Cyberinfrastructure has fundamentally transformed the landscape of many disciplines, becoming the engine of change for the next revolution. We propose the GatorCloud cyberinfrastructure to dramatically boost the Campus Research Network (CRN) to over 100Gb/s backbone networks connecting multiple primary sites of data centers across the campus and further enhance it with the cutting-edge software-defined networking (SDN) capabilities and novel cloud services. Additional SDN switches will be deployed across multiple sites of the Florida LambdaRail (FLR).
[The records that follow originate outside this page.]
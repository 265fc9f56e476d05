//! BookBridge chat app: WASM entry point.
//!
//! This crate is the composition root (DI wiring layer).
//! It assembles the browser adapters, the chat core and the egui panels.

mod app;

use wasm_bindgen::prelude::*;
use wasm_bindgen::JsCast;

const CANVAS_ID: &str = "bookbridge_canvas";

/// WASM entry point: called from chat.html
#[wasm_bindgen(start)]
pub fn main() -> Result<(), JsValue> {
    wasm_logger::init(wasm_logger::Config::default());
    log::info!("BookBridge chat starting...");

    let web_options = eframe::WebOptions::default();

    let document = web_sys::window()
        .and_then(|w| w.document())
        .ok_or_else(|| JsValue::from_str("No document"))?;
    let canvas = document
        .get_element_by_id(CANVAS_ID)
        .ok_or_else(|| JsValue::from_str(&format!("No canvas element with id '{}'", CANVAS_ID)))?
        .dyn_into::<web_sys::HtmlCanvasElement>()
        .map_err(|_| JsValue::from_str("Element is not a canvas"))?;

    wasm_bindgen_futures::spawn_local(async move {
        let started = eframe::WebRunner::new()
            .start(
                canvas,
                web_options,
                Box::new(|cc| Ok(Box::new(app::BookBridgeApp::new(cc)))),
            )
            .await;
        if let Err(e) = started {
            log::error!("Failed to start eframe: {:?}", e);
        }
    });

    Ok(())
}
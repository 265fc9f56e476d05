use serde::{Deserialize, Serialize};
use crate::id::EntityId;

/// Marketplace role of the signed-in user
#[derive(Debug, Clone, Copy, PartialEq, Eq, Serialize, Deserialize)]
#[serde(rename_all = "lowercase")]
pub enum Role {
    Buyer,
    Seller,
    Admin,
}

impl Role {
    /// Query parameter that carries the counterpart's id when opening a
    /// peer chat socket. The server treats every non-buyer as the selling
    /// side, so admins address buyers the way sellers do.
    pub fn counterpart_param(&self) -> &'static str {
        match self {
            Role::Buyer => "seller_id",
            Role::Seller | Role::Admin => "buyer_id",
        }
    }

    pub fn label(&self) -> &str {
        match self {
            Role::Buyer => "Buyer",
            Role::Seller => "Seller",
            Role::Admin => "Admin",
        }
    }
}

/// The signed-in user, read from client storage. Never mutated by the chat core.
#[derive(Debug, Clone, PartialEq, Eq, Serialize, Deserialize)]
pub struct CurrentUser {
    pub id: EntityId,
    pub username: String,
    pub role: Role,
    #[serde(default, skip_serializing_if = "Option::is_none")]
    pub email: Option<String>,
}

impl CurrentUser {
    pub fn new(id: impl Into<EntityId>, username: impl Into<String>, role: Role) -> Self {
        Self {
            id: id.into(),
            username: username.into(),
            role,
            email: None,
        }
    }
}
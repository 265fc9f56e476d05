//! REST adapter for the marketplace API.
//! Uses browser `fetch()` via gloo-net.

use std::cell::RefCell;

use async_trait::async_trait;
use gloo_net::http::{Request, RequestBuilder, Response};
use serde::Serialize;
use serde::de::DeserializeOwned;
use serde_json::Value;

use bookbridge_core::ports::ChatApiPort;
use bookbridge_types::{
    ChatError, EntityId, Result,
    catalog::{BookSummary, ChatbotReply},
    config::EndpointConfig,
};

#[derive(Serialize)]
struct ChatbotRequest<'a> {
    query: &'a str,
}

/// `ChatApiPort` over HTTP. The bearer token is swapped in after login or
/// cleared on logout without rebuilding the adapter.
pub struct RestChatApi {
    endpoint: EndpointConfig,
    token: RefCell<Option<String>>,
}

impl RestChatApi {
    pub fn new(endpoint: EndpointConfig) -> Self {
        Self {
            endpoint,
            token: RefCell::new(None),
        }
    }

    pub fn set_token(&self, token: Option<String>) {
        *self.token.borrow_mut() = token;
    }

    fn authorize(&self, builder: RequestBuilder) -> RequestBuilder {
        match self.token.borrow().as_deref() {
            Some(token) => builder.header("Authorization", &format!("Bearer {}", token)),
            None => builder,
        }
    }

    /// Authenticated GET
    async fn get<T: DeserializeOwned>(&self, path: &str) -> Result<T> {
        if self.token.borrow().is_none() {
            return Err(ChatError::AuthRequired);
        }
        let url = self.endpoint.api_url(path);
        let response = self
            .authorize(Request::get(&url))
            .send()
            .await
            .map_err(|e| ChatError::Network(e.to_string()))?;
        decode(response).await
    }
}

/// Map a response onto `T`, or onto the error the UI should show.
async fn decode<T: DeserializeOwned>(response: Response) -> Result<T> {
    if !response.ok() {
        let status = response.status();
        let body = response.text().await.unwrap_or_default();
        log::warn!("{} returned HTTP {}", response.url(), status);
        return Err(ChatError::from_status(status, &body));
    }
    response
        .json()
        .await
        .map_err(|e| ChatError::Serialization(e.to_string()))
}

#[async_trait(?Send)]
impl ChatApiPort for RestChatApi {
    async fn list_chats(&self) -> Result<Value> {
        self.get("chats").await
    }

    async fn chat_history(&self, chat_id: &EntityId) -> Result<Value> {
        self.get(&format!("chats/{}", chat_id)).await
    }

    async fn book(&self, book_id: &EntityId) -> Result<BookSummary> {
        self.get(&format!("books/{}", book_id)).await
    }

    async fn books(&self) -> Result<Vec<BookSummary>> {
        let value: Value = self.get("books").await?;
        // A null listing means no books.
        match value {
            Value::Null => Ok(Vec::new()),
            other => Ok(serde_json::from_value(other)?),
        }
    }

    async fn chatbot(&self, query: &str) -> Result<ChatbotReply> {
        let url = self.endpoint.api_url("chatbot");
        let response = self
            .authorize(Request::post(&url).header("Content-Type", "application/json"))
            .json(&ChatbotRequest { query })
            .map_err(|e| ChatError::Serialization(e.to_string()))?
            .send()
            .await
            .map_err(|e| ChatError::Network(e.to_string()))?;
        decode(response).await
    }
}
GatorCloud will strengthen Florida's participation in high-impact national and international projects, such as the CMS experiment that recently discovered the Higgs boson, the Open Science Grid, the Global Environment for Network Innovations (GENI), Kepler, and FutureGrid. These projects involve terabyte to petabyte storage and require terascale to petascale computations. With GatorCloud, UF can serve the needs of terabyte data throughput around the world for researchers and their collaborators with transformative capabilities and services.

Intellectual Merit

The proposed GatorCloud project features the following salient intellectual merits. (1) It is the first SDN-enabled campus cloud. It offers novel Network as a Service (NaaS), HPC as a Service (HPCaaS), and Cloud-in-Cloud as a Service (CCaaS) for the first time on an academic campus. (2) Leveraging the flexibility of SDN, we further propose the novel notion of application-aware network provisioning and resource management for data-intensive HPC applications. (3) In addition to existing HPC programming models supported by GatorCloud, we propose novel programming models to ease the development of complicated parallel scientific applications in a sequential manner. (4) The proposed data cloud provides an efficient common data repository with multiple user/developer interfaces (portal, client; CLI, Web Services via SOAP/REST) and toolkits.

Broader Impacts

The proposed project has transformative impacts in many aspects. (1) GatorCloud provides a unique platform for synergistic collaboration among networking, cloud, HPC, and domain scientists. (2) It offers a unique platform for conducting state-of-the-art cyberinfrastructure research for data-intensive and computation-intensive applications. Integrating with existing resources in data centers, GatorCloud presents a user-friendly interface to aggregated resources across the campus. (3) It offers a unique high-performance platform for developing and exploiting data-intensive applications in multiple high-impact research domains, e.g., high energy physics to discover Higgs particle and dark matter, computational astronomy to discover planets, and computational biology to discover evolutionary history of birds. (4) The proposed research on future Internet and future clouds is expected to have profound impacts on shaping the future of cyberinfrastructure. (5) Through this project, we can strengthen our close collaboration with FLR and other universities in Florida (e.g. FIU, a minority-serving institute). The Sunshine State education & Research Computing Alliance (SSERCA) is a newly created organization to build cyberinfrastructure in Florida for all universities in the state connected by FLR. GatorCloud offers a unique infrastructure to the SSERCA community. (6) It offers a unique resource for UF to train and educate graduate and undergraduate students in many related courses and research projects. Leveraging UF EDGE remote education program, it has positive impacts to many students in the state and beyond. (7) Interdisciplinary in nature, GatorCloud and related projects demonstrate societal relevance and significance to inspire minority students to pursue STEM degree programs. We are committed to recruit under-represented minority and female students.

Project Contact

Project Lead
Dapeng Wu (dpwu) 
Project Manager
Dapeng Wu (dpwu) 
Project Members
Qiuyuan Huang, Dong Wang  

Resource Requirements

Hardware Systems
  • foxtrot (IBM iDataPlex at UF)
  • hotel (IBM iDataPlex at U Chicago)
  • india (IBM iDataPlex at IU)
 
Use of FutureGrid

We will use FutureGrid to develop a platform for synergistic collaboration among networking, cloud, HPC, and domain scientists.

Scale of Use

The start date of the NSF project is October 1, 2012, and the end date is September 30, 2014. Sometimes we may need 100 Hadoop nodes to run our algorithms.